Cold War 2.0 or Mutual Understanding? China expert Orville Schell speaks at the Dukakis Center
Orville Schell, Arthur Ross Director of the Center on U.S.-China Relations at Asia Society, is one of those rare public figures who can shift seamlessly from the esoteric to the essential, from the fictional to the factual, from philosophy to policy. This trait was in abundance this past Wednesday evening, when Mr. Schell spoke to an overflow audience live from his office in New York via Zoom webinar.
The occasion was the European launch of Mr. Schell’s latest book, his eleventh, a novel based on his experience growing up as a boy in the China of Mao Tse-tung. Co-hosting with the Dukakis Center was the Manchester China Institute, in the person of the Institute’s founding Director, Peter Gries.
Spectators logging in from Seoul to Seattle were treated to an exclusive appearance in Greece by one of the leading experts on China in the United States today. The discussion ranged from Aristotle to Lenin, from the “century of humiliation” to “rejuvenation” and global dominance.
The major theme of the discussion emerged early on as Mr. Gries, Professor of Chinese Politics, University of Manchester, and Lee Kai Hung Chair and Director, Manchester China Institute, masterfly engaged in an extended discussion on Mr. Schell’s novel, his experience in China, his views on Chinese leadership from Mao to Xi Jinping, and his predictions for the outcome of east-west rivalry in the 21st century.
Is mutual understanding possible between China and the West? Do outsiders need to be more empathetic in their interactions with their Chinese counterparts? Can either side be considered open minded by the other?
A revealing moment came when Mr. Schell was asked by session moderator David Wisner, Executive Director of the Dukakis Center, where Greece and Europe stood in this equation. Fittingly for an audience in Thessaloniki, Mr. Schell quoted Aristotle on the meaning of life, in terms clearly alien to the conceptions of Chairman Mao and the Chinese Communist Party.

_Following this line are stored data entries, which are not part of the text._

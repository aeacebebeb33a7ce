use super::status::{ExecutionStatus, StepStatus};
use crate::definition::string_or_number;
use chrono::{DateTime, Duration, Utc};
use serde::{Deserialize, Serialize};
use serde_json::Value;

/// One run of a workflow, as recorded by the backend.
#[derive(Debug, Clone, PartialEq, Serialize, Deserialize)]
#[serde(rename_all = "camelCase")]
pub struct Execution {
    #[serde(deserialize_with = "string_or_number")]
    pub id: String,
    #[serde(deserialize_with = "string_or_number")]
    pub workflow_id: String,
    pub status: ExecutionStatus,
    #[serde(default)]
    pub current_step: u32,
    pub started_at: DateTime<Utc>,
    #[serde(default)]
    pub completed_at: Option<DateTime<Utc>>,
    #[serde(default)]
    pub error_message: Option<String>,
    #[serde(default)]
    pub logs: Vec<StepLog>,
}

impl Execution {
    pub fn is_terminal(&self) -> bool {
        self.status.is_terminal()
    }

    pub fn failed_steps(&self) -> impl Iterator<Item = &StepLog> {
        self.logs
            .iter()
            .filter(|log| log.status == StepStatus::Failure)
    }

    /// Wall-clock time from start to completion, or `None` while still open.
    pub fn duration(&self) -> Option<Duration> {
        self.completed_at.map(|done| done - self.started_at)
    }
}

/// The backend's record of one executed step.
#[derive(Debug, Clone, PartialEq, Serialize, Deserialize)]
#[serde(rename_all = "camelCase")]
pub struct StepLog {
    pub step_index: u32,
    pub action_type: String,
    pub status: StepStatus,
    #[serde(default)]
    pub input_data: Value,
    #[serde(default)]
    pub output_data: Value,
    #[serde(default)]
    pub error_message: Option<String>,
    pub executed_at: DateTime<Utc>,
}
//! REST client for the workflow backend.
mod types;

pub use types::{ExecutionFilter, ExecutionPage};

use crate::backend::WorkflowBackend;
use crate::config::ClientConfig;
use crate::definition::{ImportRequest, SaveRequest, SavedWorkflow, WorkflowRecord};
use crate::error::ClientError;
use crate::execution::Execution;
use async_trait::async_trait;
use reqwest::{Client, Method, RequestBuilder, Response};
use serde::de::DeserializeOwned;
use serde_json::Value;
use tracing::{debug, error, info};
use types::{ErrorBody, ExecuteResponse, IdResponse, ToggleResponse};

/// [`WorkflowBackend`] over HTTP.
///
/// Requests are sent once. Failures are returned to the caller, who decides
/// whether to ask the user to try again.
#[derive(Debug, Clone)]
pub struct HttpBackend {
    client: Client,
    base_url: String,
    token: Option<String>,
}

impl HttpBackend {
    pub fn new(base_url: &str) -> Self {
        Self {
            client: Client::new(),
            base_url: base_url.trim_end_matches('/').to_string(),
            token: None,
        }
    }

    pub fn from_config(config: &ClientConfig) -> Self {
        let backend = Self::new(&config.api.base_url);
        match &config.api.token {
            Some(token) => backend.with_token(token),
            None => backend,
        }
    }

    pub fn with_token(mut self, token: &str) -> Self {
        self.token = Some(token.to_string());
        self
    }

    pub fn base_url(&self) -> &str {
        &self.base_url
    }

    fn request(&self, method: Method, path: &str) -> RequestBuilder {
        let url = format!("{}{}", self.base_url, path);
        debug!(%method, %url, "workflow backend request");
        let builder = self.client.request(method, url);
        match &self.token {
            Some(token) => builder.bearer_auth(token),
            None => builder,
        }
    }

    async fn send(&self, builder: RequestBuilder) -> Result<Response, ClientError> {
        let response = builder.send().await?;
        let status = response.status();
        if status.is_success() {
            return Ok(response);
        }

        let body = response.text().await.unwrap_or_default();
        let message = serde_json::from_str::<ErrorBody>(&body)
            .ok()
            .and_then(ErrorBody::into_message);
        error!(status = status.as_u16(), message = ?message, "workflow backend rejected request");
        Err(ClientError::Rejected {
            status: status.as_u16(),
            message,
        })
    }

    async fn send_json<T: DeserializeOwned>(
        &self,
        builder: RequestBuilder,
    ) -> Result<T, ClientError> {
        let response = self.send(builder).await?;
        let bytes = response.bytes().await?;
        serde_json::from_slice(&bytes).map_err(|e| ClientError::Decode(e.to_string()))
    }

    async fn send_empty(&self, builder: RequestBuilder) -> Result<(), ClientError> {
        self.send(builder).await.map(|_| ())
    }
}

#[async_trait]
impl WorkflowBackend for HttpBackend {
    async fn create_workflow(
        &self,
        request: &SaveRequest<'_>,
    ) -> Result<SavedWorkflow, ClientError> {
        let body = serde_json::to_value(request)?;
        self.send_json(self.request(Method::POST, "/workflows").json(&body))
            .await
    }

    async fn update_workflow(
        &self,
        id: &str,
        request: &SaveRequest<'_>,
    ) -> Result<SavedWorkflow, ClientError> {
        let body = serde_json::to_value(request)?;
        let path = format!("/workflows/{}", id);
        self.send_json(self.request(Method::PUT, &path).json(&body))
            .await
    }

    async fn get_workflow(&self, id: &str) -> Result<WorkflowRecord, ClientError> {
        let path = format!("/workflows/{}", id);
        self.send_json(self.request(Method::GET, &path)).await
    }

    async fn toggle_workflow(&self, id: &str) -> Result<bool, ClientError> {
        let path = format!("/workflows/{}/toggle", id);
        let response: ToggleResponse = self.send_json(self.request(Method::PATCH, &path)).await?;
        info!(workflow = %id, active = response.is_active, "workflow toggled");
        Ok(response.is_active)
    }

    async fn clone_workflow(&self, id: &str) -> Result<String, ClientError> {
        let path = format!("/workflows/{}/clone", id);
        let response: IdResponse = self.send_json(self.request(Method::POST, &path)).await?;
        info!(source = %id, clone = %response.id, "workflow cloned");
        Ok(response.id)
    }

    async fn export_workflow(&self, id: &str) -> Result<Value, ClientError> {
        let path = format!("/workflows/{}/export", id);
        self.send_json(self.request(Method::GET, &path)).await
    }

    async fn import_workflow(&self, request: &ImportRequest) -> Result<String, ClientError> {
        let response: IdResponse = self
            .send_json(
                self.request(Method::POST, "/workflows/import")
                    .json(request),
            )
            .await?;
        info!(workflow = %response.id, template = request.as_template, "workflow imported");
        Ok(response.id)
    }

    async fn execute_workflow(&self, id: &str) -> Result<String, ClientError> {
        let path = format!("/workflows/{}/execute", id);
        let response = self.send(self.request(Method::POST, &path)).await?;
        let status = response.status().as_u16();
        let bytes = response.bytes().await?;
        let body: ExecuteResponse =
            serde_json::from_slice(&bytes).map_err(|e| ClientError::Decode(e.to_string()))?;

        match body.execution_id {
            Some(Value::String(execution_id)) => Ok(execution_id),
            Some(Value::Number(n)) => Ok(n.to_string()),
            _ => Err(ClientError::Rejected {
                status,
                message: body.message,
            }),
        }
    }

    async fn list_executions(
        &self,
        filter: &ExecutionFilter,
    ) -> Result<ExecutionPage, ClientError> {
        self.send_json(
            self.request(Method::GET, "/workflow-executions")
                .query(filter),
        )
        .await
    }

    async fn get_execution(&self, id: &str) -> Result<Execution, ClientError> {
        let path = format!("/workflow-executions/{}", id);
        self.send_json(self.request(Method::GET, &path)).await
    }

    async fn cancel_execution(&self, id: &str) -> Result<(), ClientError> {
        let path = format!("/workflow-executions/{}/cancel", id);
        self.send_empty(self.request(Method::POST, &path)).await
    }

    async fn pause_execution(&self, id: &str) -> Result<(), ClientError> {
        let path = format!("/workflows/executions/{}/pause", id);
        self.send_empty(self.request(Method::POST, &path)).await
    }

    async fn resume_execution(&self, id: &str) -> Result<(), ClientError> {
        let path = format!("/workflows/executions/{}/resume", id);
        self.send_empty(self.request(Method::POST, &path)).await
    }
}
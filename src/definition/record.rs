use super::string_or_number;
use super::workflow::WorkflowDefinition;
use crate::error::GraphError;
use crate::graph::GraphModel;
use crate::ui::{UiEdge, UiGraph, UiNode};
use serde::{Deserialize, Serialize};
use serde_json::Value;

/// A stored workflow as returned by `GET /workflows/:id`.
#[derive(Debug, Clone, PartialEq, Serialize, Deserialize)]
#[serde(rename_all = "camelCase")]
pub struct WorkflowRecord {
    #[serde(deserialize_with = "string_or_number")]
    pub id: String,
    #[serde(default)]
    pub is_active: bool,
    #[serde(flatten)]
    pub definition: WorkflowDefinition,
    #[serde(default, skip_serializing_if = "Option::is_none")]
    pub nodes: Option<Vec<UiNode>>,
    #[serde(default, skip_serializing_if = "Option::is_none")]
    pub edges: Option<Vec<UiEdge>>,
}

impl WorkflowRecord {
    /// The graph saved with the definition, if the backend returned one.
    ///
    /// Returns `None` for definitions saved before the visual editor existed.
    pub fn stored_graph(&self) -> Option<Result<GraphModel, GraphError>> {
        let nodes = self.nodes.as_ref().filter(|n| !n.is_empty())?;
        let raw = UiGraph {
            nodes: nodes.clone(),
            edges: self.edges.clone().unwrap_or_default(),
        };
        Some(GraphModel::try_from(raw))
    }
}

/// Body of `POST /workflows` and `PUT /workflows/:id`: the compiled
/// definition with the source graph stored next to it.
#[derive(Debug, Serialize)]
pub struct SaveRequest<'a> {
    #[serde(flatten)]
    pub definition: &'a WorkflowDefinition,
    #[serde(flatten)]
    pub graph: &'a GraphModel,
}

/// Backend acknowledgement of a save.
#[derive(Debug, Clone, Deserialize)]
pub struct SavedWorkflow {
    #[serde(deserialize_with = "string_or_number")]
    pub id: String,
    #[serde(default)]
    pub version: Option<i64>,
}

/// Body of `POST /workflows/import`.
#[derive(Debug, Clone, Serialize)]
#[serde(rename_all = "camelCase")]
pub struct ImportRequest {
    pub workflow_data: Value,
    pub as_template: bool,
}

impl ImportRequest {
    /// Builds an import body. Templates are always imported inactive,
    /// whatever the uploaded file says.
    pub fn new(mut workflow_data: Value, as_template: bool) -> Self {
        if as_template {
            if let Some(object) = workflow_data.as_object_mut() {
                object.insert("isActive".to_string(), Value::Bool(false));
            }
        }
        Self {
            workflow_data,
            as_template,
        }
    }
}
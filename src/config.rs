//! Client configuration.
//!
//! Configuration can come from:
//! - Config file (`~/.config/wireflow/config.toml`)
//! - Environment variables (`WIREFLOW_*`), which win over the file

use crate::error::ConfigError;
use serde::{Deserialize, Serialize};
use std::path::{Path, PathBuf};
use tracing::debug;

#[derive(Debug, Clone, Default, PartialEq, Serialize, Deserialize)]
pub struct ClientConfig {
    /// Backend connection
    #[serde(default)]
    pub api: ApiConfig,

    /// Execution status polling
    #[serde(default)]
    pub poll: PollConfig,
}

#[derive(Debug, Clone, PartialEq, Serialize, Deserialize)]
pub struct ApiConfig {
    /// Base URL the REST paths are appended to
    #[serde(default = "default_base_url")]
    pub base_url: String,

    /// Bearer token sent with every request
    #[serde(default)]
    pub token: Option<String>,
}

impl Default for ApiConfig {
    fn default() -> Self {
        Self {
            base_url: default_base_url(),
            token: None,
        }
    }
}

fn default_base_url() -> String {
    "http://localhost:3000/api".to_string()
}

#[derive(Debug, Clone, PartialEq, Serialize, Deserialize)]
pub struct PollConfig {
    /// Delay between execution status refetches
    #[serde(default = "default_interval_ms")]
    pub interval_ms: u64,
}

impl Default for PollConfig {
    fn default() -> Self {
        Self {
            interval_ms: default_interval_ms(),
        }
    }
}

fn default_interval_ms() -> u64 {
    2000
}

impl ClientConfig {
    /// Load configuration from the default location, then the environment.
    pub fn load() -> Result<Self, ConfigError> {
        Self::from_file_or_default(&Self::config_dir().join("config.toml"))
    }

    /// Like [`ClientConfig::from_file`], but a file that does not exist means
    /// defaults. Any other read or parse failure is returned.
    pub fn from_file_or_default(path: &Path) -> Result<Self, ConfigError> {
        match Self::from_file(path) {
            Err(ConfigError::Read { source, .. })
                if source.kind() == std::io::ErrorKind::NotFound =>
            {
                debug!(path = %path.display(), "no config file, using defaults");
                let mut config = Self::default();
                config.apply_env_overrides();
                Ok(config)
            }
            other => other,
        }
    }

    /// Load configuration from an explicit file, then the environment.
    pub fn from_file(path: &Path) -> Result<Self, ConfigError> {
        let mut config = Self::from_path(path)?;
        config.apply_env_overrides();
        Ok(config)
    }

    pub fn config_dir() -> PathBuf {
        dirs::config_dir()
            .map(|d| d.join("wireflow"))
            .unwrap_or_else(|| PathBuf::from(".wireflow"))
    }

    fn from_path(path: &Path) -> Result<Self, ConfigError> {
        let content = std::fs::read_to_string(path).map_err(|source| ConfigError::Read {
            path: path.display().to_string(),
            source,
        })?;
        Self::from_toml(&content).map_err(|source| ConfigError::Parse {
            path: path.display().to_string(),
            source,
        })
    }

    pub fn from_toml(content: &str) -> Result<Self, toml::de::Error> {
        toml::from_str(content)
    }

    fn apply_env_overrides(&mut self) {
        if let Ok(url) = std::env::var("WIREFLOW_API_URL") {
            self.api.base_url = url;
        }
        if let Ok(token) = std::env::var("WIREFLOW_API_TOKEN") {
            self.api.token = Some(token).filter(|t| !t.is_empty());
        }
        if let Ok(interval) = std::env::var("WIREFLOW_POLL_INTERVAL_MS") {
            if let Ok(parsed) = interval.parse::<u64>() {
                self.poll.interval_ms = parsed;
            }
        }
    }

    pub fn poll_interval(&self) -> std::time::Duration {
        std::time::Duration::from_millis(self.poll.interval_ms)
    }
}
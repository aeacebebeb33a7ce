use super::model::GraphModel;
use ahash::AHashMap;
use std::collections::VecDeque;

/// Undirected adjacency over a [`GraphModel`], indexed by node position in
/// the node array.
///
/// Edges whose source or target does not name a node are skipped.
pub struct Adjacency<'a> {
    index: AHashMap<&'a str, usize>,
    neighbours: Vec<Vec<usize>>,
    incident: Vec<bool>,
}

impl<'a> Adjacency<'a> {
    pub fn undirected(graph: &'a GraphModel) -> Self {
        let index: AHashMap<&str, usize> = graph
            .nodes
            .iter()
            .enumerate()
            .map(|(i, n)| (n.id.as_str(), i))
            .collect();

        let mut neighbours = vec![Vec::new(); graph.nodes.len()];
        let mut incident = vec![false; graph.nodes.len()];

        for edge in &graph.edges {
            let (Some(&s), Some(&t)) = (
                index.get(edge.source.as_str()),
                index.get(edge.target.as_str()),
            ) else {
                continue;
            };
            neighbours[s].push(t);
            neighbours[t].push(s);
            incident[s] = true;
            incident[t] = true;
        }

        Self {
            index,
            neighbours,
            incident,
        }
    }

    pub fn index_of(&self, id: &str) -> Option<usize> {
        self.index.get(id).copied()
    }

    /// Whether the node at `idx` touches at least one edge.
    pub fn is_incident(&self, idx: usize) -> bool {
        self.incident.get(idx).copied().unwrap_or(false)
    }

    /// Breadth-first traversal from `start`; returns the visited flags.
    pub fn reachable_from(&self, start: usize) -> Vec<bool> {
        let mut visited = vec![false; self.neighbours.len()];
        if start >= visited.len() {
            return visited;
        }

        let mut queue = VecDeque::from([start]);
        visited[start] = true;
        while let Some(current) = queue.pop_front() {
            for &next in &self.neighbours[current] {
                if !visited[next] {
                    visited[next] = true;
                    queue.push_back(next);
                }
            }
        }
        visited
    }
}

When queried how, in practical terms, one should approach talking with the Chinese, be it formally through diplomatic channels or informally via cultural or commercial exchange, Mr. Schell concurred with the views of former Massachusetts Governor Michael Dukakis, the namesake of the Dukakis Center, that Americans and Europeans needed to be prepared to talk and listen, but from a position of multilateral strength and reinforcement.
The specter of a second cold war between China and the United States was present throughout, and Mr. Schell did not attempt to dispel the pessimism of certain auditors in the Q/A session. Asked what he had to say to young people wanting to learn more about China and Chinese society, he counselled patience and endeavor. Do not worry if you are confused, most of us are, was his message.
The webinar marked the launch of an informal institutional partnership between the Dukakis Center and the Manchester China Institute, based at the University of Manchester. Dr. Wisner also announced a new internship program at the Dukakis Center for select high school seniors at Anatolia College who are keen to study how China is portrayed in Greek and European media.
Dr. Wisner plans meanwhile to organize additional online events in the near future in the ChinaWatch webinar series.
The guest speakers:
Orville Schell is the Arthur Ross Director of the Center on U.S.-China Relations at Asia Society in New York. He is the author of ten books about China and a contributor to numerous edited volumes. He has written widely for many leading magazines and newspapers. Schell is a Fellow at the Weatherhead East Asian Institute at Columbia University, a Senior Fellow at the Annenberg School of Communications at USC and a member of the Council on Foreign Relations. He is a former professor and Dean at the University of California, Berkeley Graduate School of Journalism.
Peter Hays Gries is the Lee Kai Hung Chair and founding Director of the Manchester China Institute at the University of Manchester, where he is also Professor of Chinese politics. He was previously founding director of the Institute for US-China Issues at the University of Oklahoma. He studies the causes and consequences of how Chinese feel and think about the world—and how the world feels and thinks about China, and is particularly interested in the dynamics of mis/perception and mis/trust.